Two organizations can sign a Memorandum of Understanding to cooperate on a program. One of them spends money on the basis of their agreement to set up the program and the other – without whose participation the program cannot work – turns around. The first organization may then be required to repay the grant allowance, since it was spent on a program that never took place. In this case, although there was no contract or exchange in the original agreement, the law could force the second organization to reimburse the first organization… or maybe not. It would depend on the circumstances and the opinion of the judge – so it is a grey area. For example, a diverse group of organizations, including a women`s crisis centre, an organization for the elderly, an adult literacy program, a community-run theatre, a family planning program and a youth service provider, came together to look for funding that could affect two or more of them. Their goals were to generate creative programs and find new and different sources of funding for all organizations. They drafted a Memorandum of Understanding detailing their relationships and describing how they would seek common funding and how common funding could work in different circumstances. If the contract is to be concluded in court, its expectations must be clear enough to be applied. (It is a good idea to work out the details of the contract with the contractor if possible.
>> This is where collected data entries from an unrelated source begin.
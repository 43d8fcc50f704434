pub mod backend;
pub use backend::*;

pub mod sender;
pub use sender::*;

pub mod domain;
pub use domain::*;

pub mod session;
pub use session::{RefreshToken, SendOutcome, Session, SessionState};
//! Account config module.
//!
//! This module contains the representation of the user configuration:
//! where the local identity lives, which remote collections to talk
//! to, and the tuning of the local send rules.

use log::debug;
use serde::{Deserialize, Serialize};
use std::{
    env, fs,
    path::{Path, PathBuf},
    result,
    time::Duration,
};
use thiserror::Error;

use crate::{BackendConfig, IdentityStore, LastSendPolicy, SeenKey, DEFAULT_COOLDOWN};

#[cfg(feature = "http-backend")]
use crate::HttpConfig;

pub const DEFAULT_MIN_BODY_LEN: usize = 51;
pub const DEFAULT_MAX_BODY_LEN: usize = 1000;

const APP_DIR: &str = "dear-stranger";
const CONFIG_FILE: &str = "config.toml";
const IDENTITY_FILE: &str = "uuid";

#[derive(Debug, Error)]
pub enum Error {
    #[error("cannot read config file {1}")]
    ReadConfigFileError(#[source] std::io::Error, PathBuf),
    #[error("cannot parse config file {1}")]
    ParseConfigFileError(#[source] toml::de::Error, PathBuf),
    #[error("cannot find config directory")]
    FindConfigDirError,
}

pub type Result<T> = result::Result<T, Error>;

/// Represents the configuration of the user account.
#[derive(Debug, Default, Clone, Eq, PartialEq, Deserialize, Serialize)]
#[serde(rename_all = "kebab-case")]
pub struct AccountConfig {
    /// Represents the file holding the local identity.
    pub identity_path: Option<PathBuf>,

    /// Represents the minimum interval between two unsolicited
    /// letters, in seconds.
    pub cooldown_secs: Option<u64>,
    /// Represents which sends refresh the last send time.
    pub last_send_policy: Option<LastSendPolicy>,
    /// Represents what identifies a received letter as already seen.
    pub seen_key: Option<SeenKey>,

    /// Represents the minimum number of characters of a letter.
    pub min_body_len: Option<usize>,
    /// Represents the maximum number of characters of a letter.
    pub max_body_len: Option<usize>,

    /// Represents the remote collections configuration.
    #[cfg(feature = "http-backend")]
    pub http: Option<HttpConfig>,
}

impl AccountConfig {
    /// Gets the default config file path, located in the user config
    /// directory.
    pub fn default_path() -> Result<PathBuf> {
        dirs::config_dir()
            .map(|dir| dir.join(APP_DIR).join(CONFIG_FILE))
            .ok_or(Error::FindConfigDirError)
    }

    /// Parses the config file at the given path.
    pub fn from_path<P: AsRef<Path>>(path: P) -> Result<Self> {
        let path = path.as_ref();
        debug!("reading config file {:?}", path);

        let content = fs::read_to_string(path)
            .map_err(|err| Error::ReadConfigFileError(err, path.to_owned()))?;
        Self::from_toml(&content, path)
    }

    fn from_toml(content: &str, path: &Path) -> Result<Self> {
        toml::from_str(content).map_err(|err| Error::ParseConfigFileError(err, path.to_owned()))
    }

    /// Gets the identity file path. Tries to expand shell variables,
    /// falls back to the user data directory, then to the temporary
    /// directory.
    pub fn identity_path(&self) -> PathBuf {
        self.identity_path
            .as_ref()
            .and_then(|path| path.to_str())
            .and_then(|path| shellexpand::full(path).ok())
            .map(|path| PathBuf::from(path.to_string()))
            .unwrap_or_else(|| {
                dirs::data_dir()
                    .unwrap_or_else(env::temp_dir)
                    .join(APP_DIR)
                    .join(IDENTITY_FILE)
            })
    }

    pub fn identity_store(&self) -> IdentityStore {
        IdentityStore::new(self.identity_path())
    }

    pub fn cooldown(&self) -> Duration {
        self.cooldown_secs
            .map(Duration::from_secs)
            .unwrap_or(DEFAULT_COOLDOWN)
    }

    pub fn last_send_policy(&self) -> LastSendPolicy {
        self.last_send_policy.unwrap_or_default()
    }

    pub fn seen_key(&self) -> SeenKey {
        self.seen_key.unwrap_or_default()
    }

    pub fn min_body_len(&self) -> usize {
        self.min_body_len.unwrap_or(DEFAULT_MIN_BODY_LEN)
    }

    pub fn max_body_len(&self) -> usize {
        self.max_body_len.unwrap_or(DEFAULT_MAX_BODY_LEN)
    }

    /// Gets the backend configuration matching the account.
    pub fn backend_config(&self) -> BackendConfig {
        #[cfg(feature = "http-backend")]
        if let Some(http) = self.http.as_ref() {
            return BackendConfig::Http(http.clone());
        }

        BackendConfig::None
    }
}
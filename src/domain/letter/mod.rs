pub mod draft;
pub mod letter;
pub mod letters;

pub use self::draft::{Draft, Error, Result, DEFAULT_HUE};
pub use self::letter::Letter;
pub use self::letters::Letters;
In this way, the terms of the contract are much more likely to be both achievable and acceptable, and the chances of the outcome being exactly what is desired are much higher.) In particular, in the kind of long, small print, the standard contract mentioned above, there are often important conditions buried in odd places. Many public funders require that you have all the registrations related to the contract for a period of time, usually five years. Depending on the terms of the contract, they can request these records at any time during this period, and if you can`t produce them – especially if you can`t prove that you spent the money as you said – you can return the money! It is important to make sure that you understand all the contractual terms, not just those that apply specifically to the services provided by you. While it is rare to see soft things in the multilateral field, transnational air agreements are in fact soft. A contract may or may not be written, although a written contract is clearer and much easier to implement than an oral contract, because a written document facilitates proof of the existence of a contract. It is not necessary to characterize it as a contract if it is clear that both parties intend to have a formal document and that it is a reflection.